Replacing the TB skin test with mandatory blood testing across all herds is not the solution to worsening TB trends, the Department of Agriculture has said.
TDs and senators sitting on the Joint Oireachtas Committee on Agriculture queried top Department officials on the reasons for gamma interferon blood testing not having replaced the traditional skin test.
The Department’s senior superintending veterinary inspector Damien Barrett warned that a test switch from skin to blood would “balloon” reactor numbers, as there would be a jump in the number of cattle slaughtered on foot of false positive results.
The skin test picks up a lower proportion of TB-infected cattle, but turns up fewer false positives, Barrett explained.
False positives
“On the point of specificity – that is showing up false positives – the skin test is superior. It has a specificity of about 99.5%, which means that about one in every 5,000 is a false positive,” he said.
“The difficulty with the skin test though is that the sensitivity is no better than 80%, which means that out of every 10 infected cattle, it is not detecting two, when it is performed to a high standard.”

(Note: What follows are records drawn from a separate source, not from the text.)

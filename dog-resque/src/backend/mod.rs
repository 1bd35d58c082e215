pub mod keys;

#[cfg(feature = "memory")]
pub mod memory;

#[cfg(feature = "redis")]
pub mod redis;

pub use keys::Keyspace;

use async_trait::async_trait;
use std::sync::Arc;

use crate::QueueResult;

/// Shared, type-erased store handle held by the dispatcher and its views
pub type SharedStore = Arc<dyn StoreBackend>;

/// Store primitives the dispatcher is written against.
///
/// The methods mirror the Redis commands of the same name, including index
/// semantics: list and sorted-set ranges take inclusive `start`/`stop` and
/// accept negative offsets counted from the end. Keys whose collection
/// becomes empty cease to exist.
///
/// Each call is atomic on its own. Nothing in this trait groups calls into a
/// transaction.
#[async_trait]
pub trait StoreBackend: Send + Sync {
    /// Append to the tail of a list, returning the new length
    async fn rpush(&self, key: &str, value: &str) -> QueueResult<usize>;

    /// Read an inclusive index range of a list
    async fn lrange(&self, key: &str, start: isize, stop: isize) -> QueueResult<Vec<String>>;

    /// Length of a list (0 when missing)
    async fn llen(&self, key: &str) -> QueueResult<usize>;

    /// Remove occurrences of `value`: `count > 0` from the head, `count < 0`
    /// from the tail, `0` for all. Returns the number removed.
    async fn lrem(&self, key: &str, count: isize, value: &str) -> QueueResult<usize>;

    /// Add a set member, returning whether it was newly added
    async fn sadd(&self, key: &str, member: &str) -> QueueResult<bool>;

    /// Remove a set member, returning whether it was present
    async fn srem(&self, key: &str, member: &str) -> QueueResult<bool>;

    async fn smembers(&self, key: &str) -> QueueResult<Vec<String>>;

    async fn scard(&self, key: &str) -> QueueResult<usize>;

    async fn sismember(&self, key: &str, member: &str) -> QueueResult<bool>;

    async fn get(&self, key: &str) -> QueueResult<Option<String>>;

    async fn set(&self, key: &str, value: &str) -> QueueResult<()>;

    /// Delete a key of any type, returning whether it existed
    async fn del(&self, key: &str) -> QueueResult<bool>;

    async fn exists(&self, key: &str) -> QueueResult<bool>;

    /// Add or re-score a sorted-set member, returning whether it was new
    async fn zadd(&self, key: &str, member: &str, score: i64) -> QueueResult<bool>;

    /// Members by ascending score (ties ordered by member), inclusive range
    async fn zrange(&self, key: &str, start: isize, stop: isize) -> QueueResult<Vec<String>>;

    async fn zrem(&self, key: &str, member: &str) -> QueueResult<bool>;

    async fn zcard(&self, key: &str) -> QueueResult<usize>;

    /// Backend identifier for logs
    fn backend_name(&self) -> &'static str;
}

/// Resolve a Redis-style inclusive range against a collection length.
///
/// Returns `None` when the range selects nothing.
pub(crate) fn resolve_range(len: usize, start: isize, stop: isize) -> Option<(usize, usize)> {
    if len == 0 {
        return None;
    }
    let len = len as isize;
    let start = if start < 0 { (len + start).max(0) } else { start };
    let stop = if stop < 0 { len + stop } else { stop.min(len - 1) };

    if start > stop || start >= len || stop < 0 {
        return None;
    }
    Some((start as usize, stop as usize))
}

#[cfg(test)]
mod tests {
    use super::resolve_range;

    #[test]
    fn test_full_range() {
        assert_eq!(resolve_range(5, 0, -1), Some((0, 4)));
    }

    #[test]
    fn test_negative_start_clamps() {
        assert_eq!(resolve_range(3, -100, 100), Some((0, 2)));
        assert_eq!(resolve_range(10, -3, -1), Some((7, 9)));
    }

    #[test]
    fn test_empty_selections() {
        assert_eq!(resolve_range(0, 0, -1), None);
        assert_eq!(resolve_range(5, 6, 10), None);
        assert_eq!(resolve_range(5, 3, 1), None);
        assert_eq!(resolve_range(5, 0, -10), None);
    }
}
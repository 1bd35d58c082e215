pub mod json;

pub use json::{Canonical, JsonCodec};

use serde_json::Value;

use crate::QueueResult;

/// Canonical string form used to compare argument sets byte-for-byte
pub fn canonical_json(value: &Value) -> QueueResult<String> {
    JsonCodec.canonical(value)
}
mod storage;

pub use storage::MemoryStore;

The official said that where it suspected that there is cattle-to-cattle transmission occurring or where there has been undetected infection, blood testing is used.
“The trouble is that if you roll that out over 7m cattle, you are going to get an awful lot of false positives on that blood test and that is the big issue on the blood test – the lack of specificity and false positives,” Barrett continued.
“The net result of that, if we deemed animals that failed the blood test as reactors, would be that reactor numbers would balloon if we carried out the blood test on a wide scale.”
That is the big issue on the blood test – the lack of specificity and false positives
Numerous committee members questioned how New Zealand has made such significant progress with TB eradication, while Ireland’s disease metrics are on an upwards curve.
Barrett stated that risk-based trading - only allowing herds to buy in cattle from herds of equivalent or superior TB status – and blood testing to “quite a substantial level” are among the measures that contributed to New Zealand’s success.
Badgers
Wildlife proved itself another hot topic for the committee members, many of whom pinned the uptick in reactor numbers and herd incidence witnessed since around 2018 on badgers and deer.
“For the most part, our evidence would show that badgers are the main reservoir of infection in wildlife, but we have a multi-host system where it is a combination of infections from badgers and cattle and we cannot cherry pick between either,” Barrett said.
“They are the main [wildlife] drivers and given that we have about 7m cattle in the country and about 120,000 to 150,000 badgers, based on those figures the driver of infection is coming from cattle.”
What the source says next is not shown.